## REQUIRED ACTION
In the listing below, a line holding "use std::fs;" and a line holding "use tempfile::TempDir;" mark the range. Retype both exactly, with all lines between them.

## DATA TO PROCESS
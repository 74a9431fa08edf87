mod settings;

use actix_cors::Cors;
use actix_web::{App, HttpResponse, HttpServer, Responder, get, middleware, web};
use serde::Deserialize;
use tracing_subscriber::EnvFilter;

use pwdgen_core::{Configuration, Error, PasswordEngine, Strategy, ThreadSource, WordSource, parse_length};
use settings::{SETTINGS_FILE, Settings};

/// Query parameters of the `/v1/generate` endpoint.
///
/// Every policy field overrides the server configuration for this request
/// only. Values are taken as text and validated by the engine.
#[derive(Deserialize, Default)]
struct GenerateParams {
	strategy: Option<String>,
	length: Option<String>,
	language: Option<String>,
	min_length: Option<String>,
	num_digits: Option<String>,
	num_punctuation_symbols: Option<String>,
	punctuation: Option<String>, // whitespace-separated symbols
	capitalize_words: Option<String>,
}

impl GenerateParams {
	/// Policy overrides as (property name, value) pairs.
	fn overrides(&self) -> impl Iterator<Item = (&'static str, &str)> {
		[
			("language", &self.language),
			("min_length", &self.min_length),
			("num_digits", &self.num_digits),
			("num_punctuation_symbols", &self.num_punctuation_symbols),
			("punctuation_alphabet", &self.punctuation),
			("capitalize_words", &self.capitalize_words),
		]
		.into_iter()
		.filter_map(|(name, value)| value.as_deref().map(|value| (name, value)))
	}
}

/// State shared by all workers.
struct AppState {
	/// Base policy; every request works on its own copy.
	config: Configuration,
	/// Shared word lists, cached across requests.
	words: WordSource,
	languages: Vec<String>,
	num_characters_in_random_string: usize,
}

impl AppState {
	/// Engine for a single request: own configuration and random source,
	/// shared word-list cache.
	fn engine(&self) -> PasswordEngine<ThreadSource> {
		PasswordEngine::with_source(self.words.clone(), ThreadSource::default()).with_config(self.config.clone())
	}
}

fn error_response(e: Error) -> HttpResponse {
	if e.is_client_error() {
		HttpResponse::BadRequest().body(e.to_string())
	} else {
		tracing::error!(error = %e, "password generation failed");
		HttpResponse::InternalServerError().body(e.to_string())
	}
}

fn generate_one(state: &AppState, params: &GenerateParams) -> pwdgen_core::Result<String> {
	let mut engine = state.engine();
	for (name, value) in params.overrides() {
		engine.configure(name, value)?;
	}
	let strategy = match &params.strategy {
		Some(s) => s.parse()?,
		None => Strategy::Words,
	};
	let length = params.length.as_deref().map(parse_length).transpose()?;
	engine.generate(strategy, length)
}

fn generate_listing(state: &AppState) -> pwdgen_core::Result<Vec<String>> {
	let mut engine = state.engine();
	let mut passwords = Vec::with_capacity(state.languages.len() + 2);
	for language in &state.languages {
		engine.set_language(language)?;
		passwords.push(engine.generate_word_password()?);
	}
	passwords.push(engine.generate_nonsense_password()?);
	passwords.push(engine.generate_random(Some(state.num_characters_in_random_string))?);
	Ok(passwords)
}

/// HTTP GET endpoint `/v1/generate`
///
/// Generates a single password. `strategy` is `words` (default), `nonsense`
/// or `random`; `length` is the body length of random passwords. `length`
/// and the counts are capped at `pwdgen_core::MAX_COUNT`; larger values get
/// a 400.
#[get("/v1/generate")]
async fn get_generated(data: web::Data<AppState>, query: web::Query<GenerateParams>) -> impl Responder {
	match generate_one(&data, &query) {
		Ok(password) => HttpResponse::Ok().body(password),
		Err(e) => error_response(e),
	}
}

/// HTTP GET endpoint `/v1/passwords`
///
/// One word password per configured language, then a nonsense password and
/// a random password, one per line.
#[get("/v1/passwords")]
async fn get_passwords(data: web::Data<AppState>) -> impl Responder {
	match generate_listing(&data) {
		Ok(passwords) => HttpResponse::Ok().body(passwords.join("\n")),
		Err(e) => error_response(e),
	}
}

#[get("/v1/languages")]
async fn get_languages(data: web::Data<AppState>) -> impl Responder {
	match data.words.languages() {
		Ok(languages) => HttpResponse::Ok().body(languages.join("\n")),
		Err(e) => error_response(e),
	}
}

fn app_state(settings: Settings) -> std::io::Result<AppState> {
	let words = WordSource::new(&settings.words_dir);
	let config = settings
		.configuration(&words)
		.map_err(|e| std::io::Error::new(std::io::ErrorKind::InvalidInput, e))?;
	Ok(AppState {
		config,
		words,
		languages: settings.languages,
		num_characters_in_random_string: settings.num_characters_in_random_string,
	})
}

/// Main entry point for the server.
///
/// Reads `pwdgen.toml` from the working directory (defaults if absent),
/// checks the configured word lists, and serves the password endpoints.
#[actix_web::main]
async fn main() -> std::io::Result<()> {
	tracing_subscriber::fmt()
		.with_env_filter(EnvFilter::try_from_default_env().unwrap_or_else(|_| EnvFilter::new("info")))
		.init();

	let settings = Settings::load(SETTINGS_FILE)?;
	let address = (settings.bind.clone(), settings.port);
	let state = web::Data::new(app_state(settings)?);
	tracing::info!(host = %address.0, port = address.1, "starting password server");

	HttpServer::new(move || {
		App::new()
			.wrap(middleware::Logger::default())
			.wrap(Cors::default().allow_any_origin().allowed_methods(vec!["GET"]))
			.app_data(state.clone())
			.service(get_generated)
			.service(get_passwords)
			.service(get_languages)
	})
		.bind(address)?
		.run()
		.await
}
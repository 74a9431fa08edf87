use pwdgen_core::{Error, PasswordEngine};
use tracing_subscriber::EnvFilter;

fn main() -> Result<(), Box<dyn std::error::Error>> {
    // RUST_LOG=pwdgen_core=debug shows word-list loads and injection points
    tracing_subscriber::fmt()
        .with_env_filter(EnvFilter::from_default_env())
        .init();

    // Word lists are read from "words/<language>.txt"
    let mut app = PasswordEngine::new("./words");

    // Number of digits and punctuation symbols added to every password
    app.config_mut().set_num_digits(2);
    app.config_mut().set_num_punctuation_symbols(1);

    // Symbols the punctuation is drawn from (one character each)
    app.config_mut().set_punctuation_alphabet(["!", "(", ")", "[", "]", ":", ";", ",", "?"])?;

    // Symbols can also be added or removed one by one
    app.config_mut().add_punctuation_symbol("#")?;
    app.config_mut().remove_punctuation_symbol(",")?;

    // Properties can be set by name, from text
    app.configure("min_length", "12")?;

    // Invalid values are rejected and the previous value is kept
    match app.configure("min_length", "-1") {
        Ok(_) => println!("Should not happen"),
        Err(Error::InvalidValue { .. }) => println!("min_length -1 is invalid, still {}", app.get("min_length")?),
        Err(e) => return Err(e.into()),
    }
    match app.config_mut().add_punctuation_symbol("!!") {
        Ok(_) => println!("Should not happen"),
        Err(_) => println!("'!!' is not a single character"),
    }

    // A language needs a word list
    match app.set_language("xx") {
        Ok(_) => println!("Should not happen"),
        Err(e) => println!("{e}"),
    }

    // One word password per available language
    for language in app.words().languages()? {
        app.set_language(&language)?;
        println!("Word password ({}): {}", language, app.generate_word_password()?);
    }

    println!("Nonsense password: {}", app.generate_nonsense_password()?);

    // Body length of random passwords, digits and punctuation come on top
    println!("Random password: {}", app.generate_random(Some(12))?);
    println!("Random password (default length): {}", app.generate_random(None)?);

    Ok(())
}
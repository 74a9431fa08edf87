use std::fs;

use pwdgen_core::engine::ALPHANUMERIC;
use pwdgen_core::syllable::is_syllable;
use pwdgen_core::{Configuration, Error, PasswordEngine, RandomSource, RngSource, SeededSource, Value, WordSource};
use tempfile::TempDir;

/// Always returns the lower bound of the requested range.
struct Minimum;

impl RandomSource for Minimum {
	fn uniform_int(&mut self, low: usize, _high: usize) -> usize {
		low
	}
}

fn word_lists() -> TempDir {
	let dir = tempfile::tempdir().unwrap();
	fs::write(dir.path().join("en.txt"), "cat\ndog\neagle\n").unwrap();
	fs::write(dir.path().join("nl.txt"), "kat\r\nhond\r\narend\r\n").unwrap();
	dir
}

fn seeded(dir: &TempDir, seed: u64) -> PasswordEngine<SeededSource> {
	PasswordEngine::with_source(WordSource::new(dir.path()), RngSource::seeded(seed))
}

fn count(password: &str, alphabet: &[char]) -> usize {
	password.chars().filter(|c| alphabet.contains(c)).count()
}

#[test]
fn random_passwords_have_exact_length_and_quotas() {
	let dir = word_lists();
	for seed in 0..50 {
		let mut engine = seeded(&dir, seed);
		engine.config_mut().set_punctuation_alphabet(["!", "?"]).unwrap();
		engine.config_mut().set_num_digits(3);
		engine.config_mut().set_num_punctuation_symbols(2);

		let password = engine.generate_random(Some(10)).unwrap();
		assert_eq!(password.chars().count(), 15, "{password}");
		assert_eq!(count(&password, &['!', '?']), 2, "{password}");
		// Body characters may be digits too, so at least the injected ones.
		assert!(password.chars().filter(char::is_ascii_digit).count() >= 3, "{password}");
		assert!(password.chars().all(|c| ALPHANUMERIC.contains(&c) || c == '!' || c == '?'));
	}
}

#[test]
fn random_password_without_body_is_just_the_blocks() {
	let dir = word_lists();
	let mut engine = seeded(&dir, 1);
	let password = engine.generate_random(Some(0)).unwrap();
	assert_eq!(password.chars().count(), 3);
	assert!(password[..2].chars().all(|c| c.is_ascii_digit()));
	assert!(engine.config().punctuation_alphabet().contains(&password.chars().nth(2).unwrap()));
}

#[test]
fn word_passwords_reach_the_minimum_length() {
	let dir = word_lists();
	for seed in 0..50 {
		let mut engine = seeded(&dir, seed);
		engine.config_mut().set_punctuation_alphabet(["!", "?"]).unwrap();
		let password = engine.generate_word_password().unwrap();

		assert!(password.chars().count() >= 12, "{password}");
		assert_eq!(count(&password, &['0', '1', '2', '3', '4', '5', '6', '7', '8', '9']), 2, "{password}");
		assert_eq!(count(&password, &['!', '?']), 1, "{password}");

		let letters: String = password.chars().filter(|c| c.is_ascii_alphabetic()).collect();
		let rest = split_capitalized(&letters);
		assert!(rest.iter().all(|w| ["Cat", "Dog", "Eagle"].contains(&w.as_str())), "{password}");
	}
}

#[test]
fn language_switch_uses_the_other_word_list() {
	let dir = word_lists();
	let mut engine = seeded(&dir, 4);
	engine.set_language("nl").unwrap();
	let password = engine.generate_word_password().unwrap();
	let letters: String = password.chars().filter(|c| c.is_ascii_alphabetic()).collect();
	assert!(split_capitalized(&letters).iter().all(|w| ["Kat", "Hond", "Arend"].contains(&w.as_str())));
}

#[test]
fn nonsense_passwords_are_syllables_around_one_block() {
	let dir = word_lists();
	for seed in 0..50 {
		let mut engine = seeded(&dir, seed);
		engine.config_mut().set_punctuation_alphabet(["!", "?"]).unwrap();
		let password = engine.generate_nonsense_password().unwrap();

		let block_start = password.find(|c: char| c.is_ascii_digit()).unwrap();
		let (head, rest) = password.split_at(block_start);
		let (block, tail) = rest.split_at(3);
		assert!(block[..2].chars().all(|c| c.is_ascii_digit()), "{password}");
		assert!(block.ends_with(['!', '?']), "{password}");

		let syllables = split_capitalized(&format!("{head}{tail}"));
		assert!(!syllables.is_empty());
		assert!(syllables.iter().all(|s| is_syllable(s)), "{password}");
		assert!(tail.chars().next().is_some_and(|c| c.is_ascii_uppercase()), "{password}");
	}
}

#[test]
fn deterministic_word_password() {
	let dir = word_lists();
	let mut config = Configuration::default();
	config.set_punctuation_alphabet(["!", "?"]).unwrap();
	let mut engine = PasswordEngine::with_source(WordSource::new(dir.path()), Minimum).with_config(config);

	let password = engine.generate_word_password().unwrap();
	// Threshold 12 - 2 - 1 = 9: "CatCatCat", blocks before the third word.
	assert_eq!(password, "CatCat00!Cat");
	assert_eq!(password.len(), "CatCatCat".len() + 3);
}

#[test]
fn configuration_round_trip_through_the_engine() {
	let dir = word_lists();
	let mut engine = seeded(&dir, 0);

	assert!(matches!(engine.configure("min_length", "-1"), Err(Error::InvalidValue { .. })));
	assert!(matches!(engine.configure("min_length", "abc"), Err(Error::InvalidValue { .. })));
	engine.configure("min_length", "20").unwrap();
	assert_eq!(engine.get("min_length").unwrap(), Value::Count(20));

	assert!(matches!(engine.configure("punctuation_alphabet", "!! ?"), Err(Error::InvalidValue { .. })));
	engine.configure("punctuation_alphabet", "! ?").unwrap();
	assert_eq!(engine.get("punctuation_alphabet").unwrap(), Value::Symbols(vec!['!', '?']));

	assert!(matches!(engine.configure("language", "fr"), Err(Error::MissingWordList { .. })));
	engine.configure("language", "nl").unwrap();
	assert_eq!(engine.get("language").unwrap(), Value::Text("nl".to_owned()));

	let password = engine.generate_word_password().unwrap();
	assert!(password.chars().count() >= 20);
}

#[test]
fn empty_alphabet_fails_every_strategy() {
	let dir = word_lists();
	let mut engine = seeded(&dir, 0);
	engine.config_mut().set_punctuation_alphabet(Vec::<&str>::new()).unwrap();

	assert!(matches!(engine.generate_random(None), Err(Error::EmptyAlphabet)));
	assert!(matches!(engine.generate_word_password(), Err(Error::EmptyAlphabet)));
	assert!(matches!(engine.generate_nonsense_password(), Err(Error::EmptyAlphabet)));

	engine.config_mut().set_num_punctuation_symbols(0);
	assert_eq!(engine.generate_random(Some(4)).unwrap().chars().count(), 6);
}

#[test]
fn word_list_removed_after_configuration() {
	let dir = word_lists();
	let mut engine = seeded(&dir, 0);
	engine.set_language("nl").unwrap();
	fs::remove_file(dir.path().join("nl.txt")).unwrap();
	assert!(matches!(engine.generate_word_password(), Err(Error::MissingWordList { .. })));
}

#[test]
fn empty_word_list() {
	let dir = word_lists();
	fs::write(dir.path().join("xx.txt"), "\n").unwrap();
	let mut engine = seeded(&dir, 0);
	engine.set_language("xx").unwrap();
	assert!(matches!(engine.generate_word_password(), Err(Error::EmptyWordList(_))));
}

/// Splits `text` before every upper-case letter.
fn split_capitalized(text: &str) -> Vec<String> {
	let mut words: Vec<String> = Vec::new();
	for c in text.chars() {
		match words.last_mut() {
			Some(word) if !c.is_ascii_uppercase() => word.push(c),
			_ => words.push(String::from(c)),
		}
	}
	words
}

## RESULT BELOW
use std::fs;

use pwdgen_core::engine::ALPHANUMERIC;
use pwdgen_core::syllable::is_syllable;
use pwdgen_core::{Configuration, Error, PasswordEngine, RandomSource, RngSource, SeededSource, Value, WordSource};
use tempfile::TempDir;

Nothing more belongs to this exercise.